10 Responses so far.


  1. novice traders think the smaller the time frame the easier the trade is. I agree with your words when you write there is a relationship between time frame and cost.
    I think you need to be comfortable with the time frame you are using and keeping in mind that large time frame provides charts which are easy to understand, with fewer false signals.
    Thanks Rachel ! Very interesting and useful thoughts in your article

    • Rachel says:

      Thank you for your contribution to the discussion Alain.

      You’re right about being “comfortable with the timeframe”. For beginner traders a larger timeframe provides more time between decisions, time to reflect about actions and outcomes, and additional time to recover from any stress the trades may have caused. Little is learned by rushing through many trades with poor decision-making and no time to think.

      On the flip side, having more trades in a smaller period of time gives you more experiences in less time.

      Cheers Rachel

  2. david says:

    So its not possible to trade for only 30 minutes a day and be profitable? Where has this been derived from?

    • Hi David

      I’m not a person to say anything is impossible because we are constantly amazed and surprised by what people can do.

      Some types of trading may be executed in 30 minutes a day, but to run a successful trading business takes a lot more time than that. For example, there’s the time spent on system development and improvement, personal learning and development, record keeping, performance review and administration.

      Generally the more time and effort people spend on their trading, the better they become. Limiting time will only make the development process take longer.

      So to answer your question, the “30 minutes a day” would relate to execution only and is a common marketing strategy I see used.

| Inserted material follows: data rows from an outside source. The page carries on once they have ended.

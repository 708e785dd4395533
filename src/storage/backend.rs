//! The persistence seam under [`crate::registry::Registry`].
//!
//! One method per query the registry issues. Reads fail only on I/O; the
//! error sections below cover the domain failures writes can report.

use crate::domain::error::Result;
use crate::storage::models::{GroupRecord, NameUrl, PackageRecord};

/// Package, group and membership rows with soft deletion.
///
/// The registry keeps the backend behind a mutex and never holds it across an
/// installer run. [`crate::storage::JsonStorage`] is the only implementation.
///
/// ```no_run
/// use modstash::storage::{JsonStorage, Storage};
///
/// let store = JsonStorage::new("/tmp/modstash.json".into())?;
/// let most_used = store.list_by_frequency(10)?;
/// # Ok::<(), modstash::ModstashError>(())
/// ```
pub trait Storage: Send {
    /// Inserts a package and returns its id.
    ///
    /// # Errors
    ///
    /// Returns [`crate::ModstashError::Conflict`] if any package row already uses
    /// `name`. Soft-deleted rows keep their name reserved until purged.
    fn add_package(&mut self, name: &str, url: &str, version: Option<&str>) -> Result<i64>;

    /// Overwrites url and version of the non-deleted package called `name`.
    ///
    /// Identity and usage statistics are preserved.
    ///
    /// # Errors
    ///
    /// Returns [`crate::ModstashError::NotFound`] if no live package has that name.
    fn update_package_by_name(&mut self, name: &str, url: &str, version: Option<&str>)
        -> Result<i64>;

    /// Lists live packages by usage count, most used first. `limit < 0` is unbounded.
    fn list_by_frequency(&self, limit: i64) -> Result<Vec<PackageRecord>>;

    /// Lists live packages by last install time, most recent first. `limit < 0`
    /// is unbounded.
    fn list_by_last_used(&self, limit: i64) -> Result<Vec<PackageRecord>>;

    /// Soft-deletes every live package whose name is in `names`.
    ///
    /// Returns the number of rows marked.
    ///
    /// # Errors
    ///
    /// Returns an error if the write fails.
    fn mark_deleted(&mut self, names: &[String]) -> Result<usize>;

    /// Resolves aliases to urls. Unknown names are omitted, not reported.
    fn get_urls_by_names(&self, names: &[String]) -> Result<Vec<NameUrl>>;

    /// Inserts a group and returns its id.
    ///
    /// # Errors
    ///
    /// Returns [`crate::ModstashError::Conflict`] if a live group has that name.
    fn create_group(&mut self, name: &str) -> Result<i64>;

    /// Lists live groups ordered by name.
    fn list_groups(&self) -> Result<Vec<GroupRecord>>;

    /// Looks up a live group id by name.
    fn get_group_id_by_name(&self, name: &str) -> Result<Option<i64>>;

    /// Looks up a live package id by url.
    fn get_package_id_by_url(&self, url: &str) -> Result<Option<i64>>;

    /// Records that `package_id` belongs to `group_id`. Idempotent.
    ///
    /// # Errors
    ///
    /// Returns an error if the write fails.
    fn assign_package_to_group(&mut self, group_id: i64, package_id: i64) -> Result<()>;

    /// Lists the live member packages of the named live group, unsorted.
    fn list_packages_by_group(&self, group: &str) -> Result<Vec<PackageRecord>>;

    /// Deletes the membership rows linking `package_ids` to `group_id`.
    ///
    /// Returns the number of memberships removed.
    ///
    /// # Errors
    ///
    /// Returns an error if the write fails.
    fn remove_packages_from_group(&mut self, group_id: i64, package_ids: &[i64])
        -> Result<usize>;

    /// Soft-deletes the named live group. Memberships are kept.
    ///
    /// # Errors
    ///
    /// Returns [`crate::ModstashError::NotFound`] if no live group has that name.
    fn delete_group(&mut self, name: &str) -> Result<()>;

    /// Increments the usage counter of every live package at `url` and stamps
    /// `last_used` with `timestamp`.
    ///
    /// # Errors
    ///
    /// Returns [`crate::ModstashError::NotFound`] if no live package has that url.
    fn update_package_usage(&mut self, url: &str, timestamp: i64) -> Result<()>;

    /// Permanently erases soft-deleted packages and groups, with the memberships
    /// that reference them. Returns `(packages, groups)` removed.
    ///
    /// # Errors
    ///
    /// Returns an error if the write fails.
    fn purge_deleted(&mut self) -> Result<(usize, usize)>;

    /// Backs up the store and recreates an empty schema.
    ///
    /// Returns the backup location.
    ///
    /// # Errors
    ///
    /// Returns an error if the backup or the rewrite fails.
    fn reset(&mut self) -> Result<std::path::PathBuf>;
}
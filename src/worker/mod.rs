//! Background workers for registry operations.
//!
//! Installs and store queries run off the UI thread. The session posts a
//! [`WorkerMessage`] to the [`Dispatcher`], which runs it on a dedicated thread
//! and feeds the [`WorkerResponse`] back into the session's single inbound
//! queue.
//!
//! # Architecture
//!
//! - `messages`: Command/completion protocol types
//! - `handler`: Message execution and thread dispatch

pub mod handler;
pub mod messages;

pub use handler::{Dispatcher, Worker};
pub use messages::{ListScope, Operation, WorkerMessage, WorkerResponse};
//! Drives the session reducer against a real registry.
//!
//! Worker commands are executed synchronously and their responses fed back in
//! order, so every test observes the state after all follow-up work settled.

use modstash::app::{handle_event, startup_actions, Action, AppState, Event, InputMode, StatusKind, ViewMode};
use modstash::registry::{Installer, Registry};
use modstash::storage::JsonStorage;
use modstash::worker::Worker;
use modstash::{ModstashError, Result, SortMode, Theme};
use std::collections::VecDeque;
use std::sync::{Arc, Mutex};
use tempfile::TempDir;

#[derive(Clone, Default)]
struct FakeInstaller {
    calls: Arc<Mutex<Vec<Vec<String>>>>,
    fail: bool,
}

impl Installer for FakeInstaller {
    fn install(&self, urls: &[String]) -> Result<String> {
        self.calls.lock().unwrap().push(urls.to_vec());
        if self.fail {
            Err(ModstashError::install_failed("go: module not found"))
        } else {
            Ok(String::new())
        }
    }
}

struct Session {
    _dir: TempDir,
    registry: Arc<Registry>,
    worker: Worker,
    state: AppState,
}

impl Session {
    fn new(installer: FakeInstaller) -> Self {
        let dir = TempDir::new().unwrap();
        let storage = JsonStorage::new(dir.path().join("modstash.json")).unwrap();
        let registry = Arc::new(Registry::new(Box::new(storage), Box::new(installer)));
        let worker = Worker::new(Arc::clone(&registry));
        let mut session = Self {
            _dir: dir,
            registry,
            worker,
            state: AppState::new(Theme::default()),
        };
        session.load();
        session
    }

    /// Re-runs the commands a session opens with.
    fn load(&mut self) {
        let actions = startup_actions(&self.state);
        self.run(actions);
    }

    /// Sends one event and settles every command it triggers. Returns `true`
    /// if the session asked to quit.
    fn send(&mut self, event: Event) -> bool {
        let (_render, actions) = handle_event(&mut self.state, &event).unwrap();
        self.run(actions)
    }

    fn run(&mut self, actions: Vec<Action>) -> bool {
        let mut queue: VecDeque<Action> = actions.into();
        while let Some(action) = queue.pop_front() {
            match action {
                Action::Quit => return true,
                Action::PostToWorker(message) => {
                    let response = self.worker.handle_message(message);
                    let (_render, next) =
                        handle_event(&mut self.state, &Event::Worker(response)).unwrap();
                    queue.extend(next);
                }
            }
        }
        false
    }

    fn type_text(&mut self, text: &str) {
        for c in text.chars() {
            self.send(Event::Char(c));
        }
    }

    fn names(&self) -> Vec<String> {
        self.state
            .visible
            .iter()
            .map(|&i| self.state.packages[i].name.clone())
            .collect()
    }

    fn status(&self) -> (StatusKind, String) {
        let status = self.state.status.clone().unwrap();
        (status.kind, status.text)
    }

    fn add(&mut self, url: &str, version: &str) {
        self.send(Event::StartAdding);
        self.type_text(url);
        self.send(Event::Submit);
        self.send(Event::Submit);
        self.type_text(version);
        self.send(Event::Submit);
    }
}

#[test]
fn add_on_empty_registry_then_conflict() {
    let mut session = Session::new(FakeInstaller::default());
    assert!(session.state.packages.is_empty());

    session.add("https://github.com/acme/foo", "v1.2.0");

    assert_eq!(session.state.input_mode, InputMode::Normal);
    assert_eq!(session.status(), (StatusKind::Info, "Package added successfully!".to_string()));
    let pkg = &session.state.packages[0];
    assert_eq!(pkg.name, "foo");
    assert_eq!(pkg.url, "github.com/acme/foo");
    assert_eq!(pkg.version.as_deref(), Some("v1.2.0"));
    assert_eq!(pkg.freq, 0);

    session.add("https://github.com/acme/foo", "");

    assert_eq!(
        session.status(),
        (StatusKind::Error, "Error adding: package already exists: foo".to_string())
    );
    assert_eq!(session.state.packages.len(), 1);
}

#[test]
fn install_marks_then_records_usage() {
    let installer = FakeInstaller::default();
    let calls = Arc::clone(&installer.calls);
    let mut session = Session::new(installer);
    session.add("github.com/acme/foo", "");
    session.add("github.com/acme/bar", "");

    session.send(Event::Activate);
    session.send(Event::Down);
    session.send(Event::Activate);
    session.send(Event::Install);

    assert!(!session.state.installing);
    assert!(session.state.selection.is_empty());
    assert_eq!(session.status().1, "Installation complete!");
    assert_eq!(calls.lock().unwrap().len(), 1);
    assert_eq!(calls.lock().unwrap()[0].len(), 2);
    assert!(session.state.packages.iter().all(|p| p.freq == 1 && p.last_used.is_some()));
}

#[test]
fn failed_install_leaves_usage_untouched() {
    let mut session = Session::new(FakeInstaller {
        fail: true,
        ..FakeInstaller::default()
    });
    session.add("github.com/acme/foo", "");

    session.send(Event::Activate);
    session.send(Event::Install);

    assert!(!session.state.installing);
    assert_eq!(
        session.status(),
        (StatusKind::Error, "Error: install failed: go: module not found".to_string())
    );
    assert_eq!(session.state.packages[0].freq, 0);
}

#[test]
fn selection_survives_sort_change() {
    let mut session = Session::new(FakeInstaller::default());
    session.add("github.com/acme/foo", "");
    session.add("github.com/acme/bar", "");
    session.registry.get(&["bar".to_string()]).unwrap();
    session.load();

    let marked = session.state.packages[session.state.visible[0]].id;
    session.send(Event::Activate);
    session.send(Event::SortByFrequency);

    assert_eq!(session.state.sort_mode, SortMode::Frequency);
    assert!(session.state.selection.contains(&marked));
    assert_eq!(session.names(), vec!["bar".to_string(), "foo".to_string()]);
}

#[test]
fn group_workflow() {
    let mut session = Session::new(FakeInstaller::default());
    session.add("github.com/acme/foo", "");

    session.send(Event::StartCreatingGroup);
    session.type_text("tools");
    session.send(Event::Submit);
    assert_eq!(session.status().1, "Group 'tools' created!");

    session.send(Event::Activate);
    session.send(Event::StartAssigning);
    assert_eq!(session.state.input_mode, InputMode::Assigning);
    assert_eq!(session.state.groups.len(), 1);
    session.send(Event::Submit);
    assert_eq!(session.status().1, "Assigned 1 packages to 'tools'");
    assert!(session.state.selection.is_empty());

    session.send(Event::ShowGroups);
    assert_eq!(session.state.view_mode, ViewMode::Groups);
    session.send(Event::Activate);
    assert_eq!(session.state.view_mode, ViewMode::GroupPackages);
    assert_eq!(session.names(), vec!["foo".to_string()]);

    session.send(Event::Activate);
    session.send(Event::RemoveFromGroup);
    assert_eq!(session.status().1, "Packages removed from group.");
    assert!(session.state.packages.is_empty());

    session.send(Event::Back);
    session.send(Event::Back);
    assert_eq!(session.state.view_mode, ViewMode::Packages);
    assert_eq!(session.names(), vec!["foo".to_string()]);
    assert!(session.send(Event::Back));
}

#[test]
fn delete_hides_package() {
    let mut session = Session::new(FakeInstaller::default());
    session.add("github.com/acme/foo", "");
    session.add("github.com/acme/bar", "");

    session.send(Event::Activate);
    session.send(Event::Delete);

    assert_eq!(session.status().1, "Deleted 1 package(s)");
    assert_eq!(session.state.packages.len(), 1);
    assert!(session.state.selection.is_empty());
}

#[test]
fn search_filters_loaded_rows() {
    let mut session = Session::new(FakeInstaller::default());
    session.add("github.com/spf13/cobra", "");
    session.add("github.com/charmbracelet/log", "");

    session.send(Event::StartSearch);
    session.type_text("log");
    session.send(Event::Submit);

    assert_eq!(session.state.input_mode, InputMode::Normal);
    assert_eq!(session.names(), vec!["log".to_string()]);
}

#[test]
fn groups_are_known_before_first_assign() {
    let mut session = Session::new(FakeInstaller::default());
    session.registry.add("github.com/acme/foo", "", "", false, false).unwrap();
    session.registry.create_group("tools").unwrap();
    session.load();
    assert_eq!(session.state.groups.len(), 1);

    session.send(Event::Activate);
    // Submit before any refresh requested by opening the picker comes back.
    handle_event(&mut session.state, &Event::StartAssigning).unwrap();
    let (_, actions) = handle_event(&mut session.state, &Event::Submit).unwrap();
    session.run(actions);

    assert_eq!(session.status().1, "Assigned 1 packages to 'tools'");
    assert!(session.state.selection.is_empty());
}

      What has your experience been?

      Cheers Rach

  3. TraderSimon says:

    Actually, trading smaller timeframes such as the 5min willl give you more opportunities in a day. Your stoploss will be smaller, your targets will be within easier reach.

    Also, you will know very quickly if a strategy is working or not, because you will have built up a huge amount of data in a small amount of time.

    From a psychological point of view, a 5 minute strategy will allow you to endure many small losses and still have the opportunity to turn a profit before the day is over.

    Contrast this with the 1hr timeframe, where if you have a losing trade, it may be days before something else sets up. You then get frustrated and start imagining setups that aren’t there.

    So yes, your broker may make more commission from you from taking many trades on a small timeframe, but IMHO this is a minor consideration when weighing up everything else.

  4. Danyl says:

    I trade the daily time-frame (New York Close) and I hardly ever spend more than 30 minutes per day trading. I take an average of 40 trades per year with a win average of 67% and R:R of 1-3. I used to spend a lot more time trading, however since adopting my currently style two years ago my results have been extremely better.

    I acknowledge that a lot of time is required to learn the markets and to trade successfully; I went through this in the beginning (screen time). I don’t think it takes hours per day to run a trading/Forex business, at least not for me. The administration part happens after every trade and at the end of every quarter. Every few weeks I go over my results (in my spread sheet) and report back to wife on results. It may take you many hours to run your Forex business, but that may be due to your mentoring program, educating, blogging, etc.

    • Hi Danyl

      It’s great you’ve got your trading organised in a way that suits the lifestyle and return you enjoy. You’ve put in the hard yards and it’s paid off.

      Thank you for sharing your experiences.

      Cheers Rachel

  5. colin says:

    All depends what my style of trader is..I need to reflect on the daily …..4 hour …1 hour …30 ..15 and even less time frame before i make a decision.To see it theres a trend or if its moving sideways..what price is high to sell…and what price is low to buy…try it for yourself…look at a trade on a 15 minute time frame ..and then on a 4 hour or daily…see the huge difference

    • Hi Colin

      Thank you for contributing to the discussion.

      Multi-timeframe analysis can be very helpful for giving forex traders a big picture look. It’s good to know you find that valuable.

      Most forex traders have one or more timeframes for analysis but usually use one timeframe as an execution chart. The execution chart tends to impact how wide the trade is in pips between the entry and stop loss. As the spread doesn’t change with the timeframe used, the execution chart tends to impact the cost per trade with shorter timeframes lending themselves to higher cost trading styles. [I’m explaining this for the readers since I’m sure you know this already.]

      I look forward to your future comments on other topics.